REPUBLIKA.CO.ID, SLEMAN -- Pusat Kajian Anti-Korupsi Fakultas Hukum Universitas Gadjah Mada Yogyakarta menyebutkan tren pelaku kejahatan korupsi sepanjang semester pertama tahun ini didominasi pejabat daerah.
"Selama Januari hingga Juni 2014 ada 86 pelaku korupsi di Indonesia dan 27 orang diantaranya adalah pegawai daerah," kata Direktur Eksekutif Pusat Kajian Anti-Korupsi (Pukat Korupsi) FH UGM Yogyakarta Hasrul Halili, Kamis (11/9).
Menurut dia, dengan tren ini maka pengawasan terhadap pejabat daerah harus segara ditingkatkan.
"Pencegahan korupsi di kalangan aparatur pemerintah harus menjadi prioritas. Dari tahun ke tahun, posisi pelaku korupsi banyak didominasi kelompok ini," katanya.
Ia mengatakan, tidak hanya pegawai negeri saja, tetapi monitoring dilakukan juga terhadap pihak swasta. Sebab selama ini, sangkaan korupsi yang ditujukan pejabat daerah hampir selalu melibatkan swasta selaku penyedia barang dan jasa.
"Jika pengawasan hanya ditekankan kepada pegawai daerah, maka pihak swasta masih memiliki kesempatan menyuap. Demikian sebaliknya, jika monitoring hanya fokus pada swasta, kalangan pejabat daerah akan berpotensi menyalahgunakan wewenang," katanya.
Peneliti Pukat Korupsi UGM Hifdzil Alim mengatakan, dari hasil kajian pihaknya, dalam kurun satu setengah tahun terakhir, posisi dua tertinggi pelaku tindak pidana korupsi selalu diisi pejabat daerah dan swasta.
"Semester awal tahun ini, pelaku usaha swata menduduki peringkat dua dengan jumlah 21 orang. Sementara, tren semester dua pada 2013 menunjukkan posisi pertama koruptor diisi oleh pihak swasta sebanyak 22 orang, kemudian aparat negara 18 orang.

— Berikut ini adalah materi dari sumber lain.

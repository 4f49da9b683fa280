//! ProfileStore — stateless on-disk layout for profile metadata and
//! encrypted credential blobs (spec.md §4.2).
use super::model::{Profile, Provider};
use crate::error::{Result, ToolboxError};
use std::fs;
use std::path::{Path, PathBuf};

pub struct ProfileStore {
    base_dir: PathBuf,
}

impl ProfileStore {
    pub fn new(base_dir: impl Into<PathBuf>) -> Self {
        Self {
            base_dir: base_dir.into(),
        }
    }

    fn provider_dir(&self, provider: Provider) -> PathBuf {
        self.base_dir.join("profiles").join(provider.as_dir())
    }

    fn metadata_path(&self, provider: Provider, name: &str) -> PathBuf {
        self.provider_dir(provider).join(format!("{name}.json"))
    }

    fn credentials_path(&self, provider: Provider, name: &str) -> PathBuf {
        self.provider_dir(provider).join(format!("{name}.enc"))
    }

    pub fn save_profile(&self, profile: &Profile) -> Result<()> {
        let dir = self.provider_dir(profile.provider);
        fs::create_dir_all(&dir)?;
        let path = self.metadata_path(profile.provider, &profile.name);
        fs::write(&path, serde_json::to_string_pretty(profile)?)?;
        set_mode(&path, 0o644)?;
        Ok(())
    }

    pub fn load_profile(&self, provider: Provider, name: &str) -> Result<Profile> {
        let path = self.metadata_path(provider, name);
        let raw = fs::read_to_string(&path)
            .map_err(|_| ToolboxError::NotFound(format!("profile {provider}/{name}")))?;
        Ok(serde_json::from_str(&raw)?)
    }

    pub fn save_credentials(&self, provider: Provider, name: &str, ciphertext: &[u8]) -> Result<()> {
        let dir = self.provider_dir(provider);
        fs::create_dir_all(&dir)?;
        let path = self.credentials_path(provider, name);
        tracing::trace!(path = %path.display(), "writing encrypted credentials blob");
        fs::write(&path, ciphertext)?;
        set_mode(&path, 0o600)?;
        Ok(())
    }

    pub fn load_credentials(&self, provider: Provider, name: &str) -> Result<Vec<u8>> {
        let path = self.credentials_path(provider, name);
        tracing::trace!(path = %path.display(), "reading encrypted credentials blob");
        fs::read(&path).map_err(|_| ToolboxError::NotFound(format!("credentials {provider}/{name}")))
    }

    /// Directory listing of profile names for a provider. An absent
    /// directory yields an empty list, not an error.
    pub fn list_profiles(&self, provider: Provider) -> Result<Vec<String>> {
        let dir = self.provider_dir(provider);
        let entries = match fs::read_dir(&dir) {
            Ok(e) => e,
            Err(e) if e.kind() == std::io::ErrorKind::NotFound => return Ok(Vec::new()),
            Err(e) => return Err(e.into()),
        };
        let mut names: Vec<String> = entries
            .filter_map(|e| e.ok())
            .filter_map(|e| {
                let path = e.path();
                if path.extension().and_then(|s| s.to_str()) == Some("json") {
                    path.file_stem().map(|s| s.to_string_lossy().to_string())
                } else {
                    None
                }
            })
            .collect();
        names.sort();
        Ok(names)
    }

    /// Loads every profile for a provider. Entries that fail to parse are
    /// skipped silently (spec.md §4.2).
    pub fn list_all_profiles(&self, provider: Provider) -> Result<Vec<Profile>> {
        let names = self.list_profiles(provider)?;
        Ok(names
            .into_iter()
            .filter_map(|name| self.load_profile(provider, &name).ok())
            .collect())
    }

    /// Removes both the metadata and credentials files. A missing file is
    /// not an error.
    pub fn delete_profile(&self, provider: Provider, name: &str) -> Result<()> {
        remove_if_present(&self.metadata_path(provider, name))?;
        remove_if_present(&self.credentials_path(provider, name))?;
        Ok(())
    }

    pub fn profile_exists(&self, provider: Provider, name: &str) -> bool {
        self.metadata_path(provider, name).exists()
    }
}

fn remove_if_present(path: &Path) -> Result<()> {
    match fs::remove_file(path) {
        Ok(()) => Ok(()),
        Err(e) if e.kind() == std::io::ErrorKind::NotFound => Ok(()),
        Err(e) => Err(e.into()),
    }
}

#[cfg(unix)]
fn set_mode(path: &Path, mode: u32) -> Result<()> {
    use std::os::unix::fs::PermissionsExt;
    fs::set_permissions(path, fs::Permissions::from_mode(mode))?;
    Ok(())
}

#[cfg(not(unix))]
fn set_mode(_path: &Path, _mode: u32) -> Result<()> {
    Ok(())
}

#[cfg(test)]
mod tests {
    use super::*;

    #[test]
    fn list_profiles_on_missing_directory_is_empty() {
        let dir = tempfile::tempdir().unwrap();
        let store = ProfileStore::new(dir.path());
        assert_eq!(store.list_profiles(Provider::Aws).unwrap(), Vec::<String>::new());
    }

    #[test]
    fn save_load_delete_round_trip() {
        let dir = tempfile::tempdir().unwrap();
        let store = ProfileStore::new(dir.path());
        let profile = Profile::draft("prod", Provider::Aws);
        store.save_profile(&profile).unwrap();
        assert!(store.profile_exists(Provider::Aws, "prod"));

        let loaded = store.load_profile(Provider::Aws, "prod").unwrap();
        assert_eq!(loaded.name, "prod");

        store.save_credentials(Provider::Aws, "prod", b"ciphertext").unwrap();
        assert_eq!(store.load_credentials(Provider::Aws, "prod").unwrap(), b"ciphertext");

        store.delete_profile(Provider::Aws, "prod").unwrap();
        assert!(!store.profile_exists(Provider::Aws, "prod"));
        assert!(store.load_credentials(Provider::Aws, "prod").is_err());
    }

    #[test]
    fn delete_missing_profile_is_not_an_error() {
        let dir = tempfile::tempdir().unwrap();
        let store = ProfileStore::new(dir.path());
        assert!(store.delete_profile(Provider::Gcp, "nope").is_ok());
    }

    #[test]
    fn list_all_profiles_skips_unreadable_entries() {
        let dir = tempfile::tempdir().unwrap();
        let store = ProfileStore::new(dir.path());
        store.save_profile(&Profile::draft("good", Provider::Azure)).unwrap();

        let bad_path = dir.path().join("profiles").join("azure").join("bad.json");
        fs::write(&bad_path, "not json").unwrap();

        let all = store.list_all_profiles(Provider::Azure).unwrap();
        assert_eq!(all.len(), 1);
        assert_eq!(all[0].name, "good");
    }

    #[cfg(unix)]
    #[test]
    fn credentials_file_mode_is_owner_only() {
        use std::os::unix::fs::PermissionsExt;
        let dir = tempfile::tempdir().unwrap();
        let store = ProfileStore::new(dir.path());
        store.save_credentials(Provider::Aws, "prod", b"x").unwrap();
        let meta = fs::metadata(dir.path().join("profiles/aws/prod.enc")).unwrap();
        assert_eq!(meta.permissions().mode() & 0o777, 0o600);
    }
}
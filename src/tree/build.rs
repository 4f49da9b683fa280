//! Builder — materializes an [`Arena`] onto the filesystem (spec.md §4.6
//! "Builder", backing `twig create`).
use super::node::Arena;
use crate::error::{Result, ToolboxError};
use std::path::{Path, PathBuf};

#[derive(Debug, Clone, Copy, PartialEq, Eq)]
pub enum OverwritePolicy {
    /// Existing files/dirs are left untouched; no error.
    Skip,
    /// Existing files are truncated and rewritten.
    Overwrite,
    /// Any existing path on disk is a hard error.
    Fail,
}

#[derive(Debug, Clone)]
pub struct BuildConfig {
    pub overwrite: OverwritePolicy,
    pub dry_run: bool,
    #[cfg(unix)]
    pub dir_mode: u32,
    #[cfg(unix)]
    pub file_mode: u32,
}

impl Default for BuildConfig {
    fn default() -> Self {
        Self {
            overwrite: OverwritePolicy::Skip,
            dry_run: false,
            #[cfg(unix)]
            dir_mode: 0o755,
            #[cfg(unix)]
            file_mode: 0o644,
        }
    }
}

#[derive(Debug, Default)]
pub struct BuildResult {
    pub created: Vec<PathBuf>,
    pub skipped: Vec<PathBuf>,
    pub errors: Vec<(PathBuf, String)>,
}

/// Materializes `arena` rooted at `root` under `target`. Directory nodes
/// become directories; file nodes become empty placeholder files stamped
/// with the node's comment (if any) as their sole content line — twig never
/// reconstructs original file bytes, only the shape (spec.md §4.6 "Builder
/// never invents file content").
pub fn build(config: &BuildConfig, arena: &Arena, root: usize, target: &Path) -> Result<BuildResult> {
    tracing::debug!(target = %target.display(), dry_run = config.dry_run, "materializing tree onto filesystem");
    let mut result = BuildResult::default();
    build_node(config, arena, root, target, &mut result);
    tracing::debug!(
        created = result.created.len(),
        skipped = result.skipped.len(),
        errors = result.errors.len(),
        "materialize complete"
    );
    Ok(result)
}

fn build_node(config: &BuildConfig, arena: &Arena, id: usize, path: &Path, result: &mut BuildResult) {
    let node = arena.get(id);
    let exists = path.exists();

    if exists && config.overwrite == OverwritePolicy::Fail {
        result
            .errors
            .push((path.to_path_buf(), "path already exists".to_string()));
        return;
    }

    if node.is_dir {
        if exists && config.overwrite == OverwritePolicy::Skip {
            result.skipped.push(path.to_path_buf());
        } else if !config.dry_run {
            if let Err(e) = std::fs::create_dir_all(path) {
                result.errors.push((path.to_path_buf(), e.to_string()));
                return;
            }
            apply_dir_mode(config, path);
            result.created.push(path.to_path_buf());
        } else {
            result.created.push(path.to_path_buf());
        }

        for &child_id in &node.children {
            let child_name = &arena.get(child_id).name;
            build_node(config, arena, child_id, &path.join(child_name), result);
        }
    } else {
        if exists && config.overwrite == OverwritePolicy::Skip {
            result.skipped.push(path.to_path_buf());
            return;
        }
        if config.dry_run {
            result.created.push(path.to_path_buf());
            return;
        }
        let contents = node.comment.clone().unwrap_or_default();
        if let Some(parent) = path.parent() {
            if let Err(e) = std::fs::create_dir_all(parent) {
                result.errors.push((path.to_path_buf(), e.to_string()));
                return;
            }
        }
        if let Err(e) = std::fs::write(path, contents) {
            result.errors.push((path.to_path_buf(), e.to_string()));
            return;
        }
        apply_file_mode(config, path);
        result.created.push(path.to_path_buf());
    }
}

#[cfg(unix)]
fn apply_dir_mode(config: &BuildConfig, path: &Path) {
    use std::os::unix::fs::PermissionsExt;
    let _ = std::fs::set_permissions(path, std::fs::Permissions::from_mode(config.dir_mode));
}

#[cfg(not(unix))]
fn apply_dir_mode(_config: &BuildConfig, _path: &Path) {}

#[cfg(unix)]
fn apply_file_mode(config: &BuildConfig, path: &Path) {
    use std::os::unix::fs::PermissionsExt;
    let _ = std::fs::set_permissions(path, std::fs::Permissions::from_mode(config.file_mode));
}

#[cfg(not(unix))]
fn apply_file_mode(_config: &BuildConfig, _path: &Path) {}

/// Rejects a target that already contains entries unless the caller intends
/// to overwrite or skip them — a guard against accidental destructive
/// materialization into a populated directory.
pub fn ensure_target_usable(target: &Path, overwrite: OverwritePolicy) -> Result<()> {
    if overwrite == OverwritePolicy::Fail && target.exists() {
        let has_entries = std::fs::read_dir(target)
            .map(|mut entries| entries.next().is_some())
            .unwrap_or(false);
        if has_entries {
            return Err(ToolboxError::AlreadyExists(target.display().to_string()));
        }
    }
    Ok(())
}

#[cfg(test)]
mod tests {
    use super::super::node::NodeData;
    use super::*;

    fn sample_arena() -> (Arena, usize) {
        let mut arena = Arena::new();
        let root = arena.push(NodeData {
            name: "proj".to_string(),
            path: String::new(),
            is_dir: true,
            hash: None,
            comment: None,
            level: 0,
            children: Vec::new(),
            parent: None,
        });
        let src = arena.push(NodeData {
            name: "src".to_string(),
            path: String::new(),
            is_dir: true,
            hash: None,
            comment: None,
            level: 1,
            children: Vec::new(),
            parent: None,
        });
        let main = arena.push(NodeData {
            name: "main.rs".to_string(),
            path: String::new(),
            is_dir: false,
            hash: None,
            comment: None,
            level: 2,
            children: Vec::new(),
            parent: None,
        });
        arena.attach(root, src);
        arena.attach(src, main);
        (arena, root)
    }

    #[test]
    fn creates_nested_directories_and_files() {
        let dir = tempfile::tempdir().unwrap();
        let (arena, root) = sample_arena();
        let target = dir.path().join("proj");

        let result = build(&BuildConfig::default(), &arena, root, &target).unwrap();
        assert!(result.errors.is_empty());
        assert!(target.join("src").is_dir());
        assert!(target.join("src/main.rs").is_file());
        assert_eq!(result.created.len(), 3);
    }

    #[test]
    fn skip_policy_leaves_existing_files_untouched() {
        let dir = tempfile::tempdir().unwrap();
        let (arena, root) = sample_arena();
        let target = dir.path().join("proj");
        std::fs::create_dir_all(target.join("src")).unwrap();
        std::fs::write(target.join("src/main.rs"), "untouched").unwrap();

        let result = build(&BuildConfig::default(), &arena, root, &target).unwrap();
        let contents = std::fs::read_to_string(target.join("src/main.rs")).unwrap();
        assert_eq!(contents, "untouched");
        assert!(result.skipped.iter().any(|p| p.ends_with("main.rs")));
    }

    #[test]
    fn dry_run_creates_nothing_on_disk() {
        let dir = tempfile::tempdir().unwrap();
        let (arena, root) = sample_arena();
        let target = dir.path().join("proj");

        let config = BuildConfig {
            dry_run: true,
            ..BuildConfig::default()
        };
        let result = build(&config, &arena, root, &target).unwrap();
        assert!(!target.exists());
        assert_eq!(result.created.len(), 3);
    }

    #[test]
    fn fail_policy_rejects_populated_target() {
        let dir = tempfile::tempdir().unwrap();
        std::fs::create_dir_all(&dir.path().join("existing")).unwrap();
        std::fs::write(dir.path().join("existing/file.txt"), "x").unwrap();

        let err = ensure_target_usable(&dir.path().join("existing"), OverwritePolicy::Fail).unwrap_err();
        assert!(matches!(err, ToolboxError::AlreadyExists(_)));
    }
}
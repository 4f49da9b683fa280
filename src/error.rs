//! Shared error taxonomy for every core. Cores return `ToolboxError`; only
//! the Dispatcher prints to stderr and maps a variant to an exit code.

use thiserror::Error;

#[derive(Error, Debug)]
pub enum ToolboxError {
    #[error("usage: {0}")]
    Usage(String),

    #[error("not found: {0}")]
    NotFound(String),

    #[error("already exists: {0}")]
    AlreadyExists(String),

    #[error("provider mismatch: {0}")]
    ProviderMismatch(String),

    #[error("invalid provider: {0}")]
    InvalidProvider(String),

    #[error("decryption failed: {0} (hint: master key may be bound to a different machine)")]
    Decryption(String),

    #[error("io error: {0}")]
    Io(#[from] std::io::Error),

    #[error("parse error: {0}")]
    Parse(String),

    #[error("external command failed: {0}")]
    External(String),

    #[error("cancelled")]
    Cancelled,

    #[error("unsupported: {0}")]
    Unsupported(String),
}

impl ToolboxError {
    /// Exit code per spec.md §6: 0 success, 1 generic failure, 2 usage error.
    pub fn exit_code(&self) -> i32 {
        match self {
            ToolboxError::Usage(_) => 2,
            _ => 1,
        }
    }
}

pub type Result<T> = std::result::Result<T, ToolboxError>;

impl From<serde_json::Error> for ToolboxError {
    fn from(e: serde_json::Error) -> Self {
        ToolboxError::Parse(e.to_string())
    }
}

"Pada tahun yang sama, periode semester sebelumnya, keterlibatan pegawai daerah dan swasta tercatat masing-masing 39 dan 36 orang. Dengan melihat data itu, dapat dimaknai pencegahan korupsi di pemerintahan daerah kurang berhasil," katanya.
Ia mengatakan, meski sudah ada Inpres Nomer 1 Tahun 2013 tentang Aksi Pencegahan dan Pemberantasan Korupsi, realisasinya di lapangan belum optimal.
"Dalam mekanisme laporan, setiap pemda diwajibkan membentuk rencana aksi pemberantasan tipikor. Tapi kenyataannya, belum semua daerah mematuhi aturan itu," katanya.
Ia mengatakan, upaya memberikan efek jera, disarankan adanya sanksi oleh pemerintah pusat bagi pemda yang melanggar peraturan.
"Semisal dengan mengurangi dana perimbangan," katanya.